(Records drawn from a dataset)
════════════════════

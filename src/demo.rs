use qubit_demos::{
    gate::Gate,
    session::{ Session, SessionConfig },
    random,
};
use tracing_subscriber::EnvFilter;

const SEED: Option<u64> = None;
const GROVER_SIZE: usize = 64;
const REPEATS: usize = 5;

fn main() -> qubit_demos::Result<()> {
    tracing_subscriber::fmt()
        .with_env_filter(EnvFilter::from_default_env())
        .init();

    let config = SessionConfig {
        seed: SEED,
        grover_size: GROVER_SIZE,
        ..Default::default()
    };
    let mut session = Session::new(config)?;

    println!("single qubit");
    println!("  start: {}", session.qubit);
    for gate in [Gate::H, Gate::Z, Gate::H, Gate::X, Gate::H] {
        println!("  {}    : {}", gate, session.apply_gate(gate));
    }
    println!("  measured {} -> {}", session.measure_qubit(), session.qubit);
    session.reset_qubit();
    let outcomes: Vec<u8>
        = (0..4 * REPEATS)
        .map(|_| {
            session.reset_qubit();
            session.apply_gate(Gate::H);
            session.measure_qubit().into()
        })
        .collect();
    println!("  H then measure: {}", random::bits_to_string(&outcomes));

    println!("entangled pair");
    for _ in 0..REPEATS {
        session.reset_pair();
        let a = session.measure_a();
        let b = session.measure_b();
        println!(
            "  A = {}, B = {}, correlated: {} | {}",
            a, b, session.pair.are_correlated(), session.pair,
        );
    }

    println!("search");
    for _ in 0..REPEATS {
        let cmp = session.run_search();
        println!("  {} ({:.1}x)", cmp, cmp.speedup());
        session.new_target();
    }

    println!("random");
    println!("  bits    : {}", random::bits_to_string(&session.random_bits()));
    println!("  number  : {}", session.random_number()?);
    println!("  password: {}", session.password()?);
    Ok(())
}
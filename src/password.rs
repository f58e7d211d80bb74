use qubit_demos::random;
use tracing_subscriber::EnvFilter;

const LENGTH: usize = 16;
const COUNT: usize = 4;

fn main() -> qubit_demos::Result<()> {
    tracing_subscriber::fmt()
        .with_env_filter(EnvFilter::from_default_env())
        .init();

    let mut rng = rand::thread_rng();
    for _ in 0..COUNT {
        println!("{}", random::generate_password(LENGTH, &mut rng)?);
    }
    Ok(())
}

════════════════════

**PROBLEM:** How many of the lines in the records include the word "usize"? Only the number should be given.

**WRITTEN SOLUTION:** 4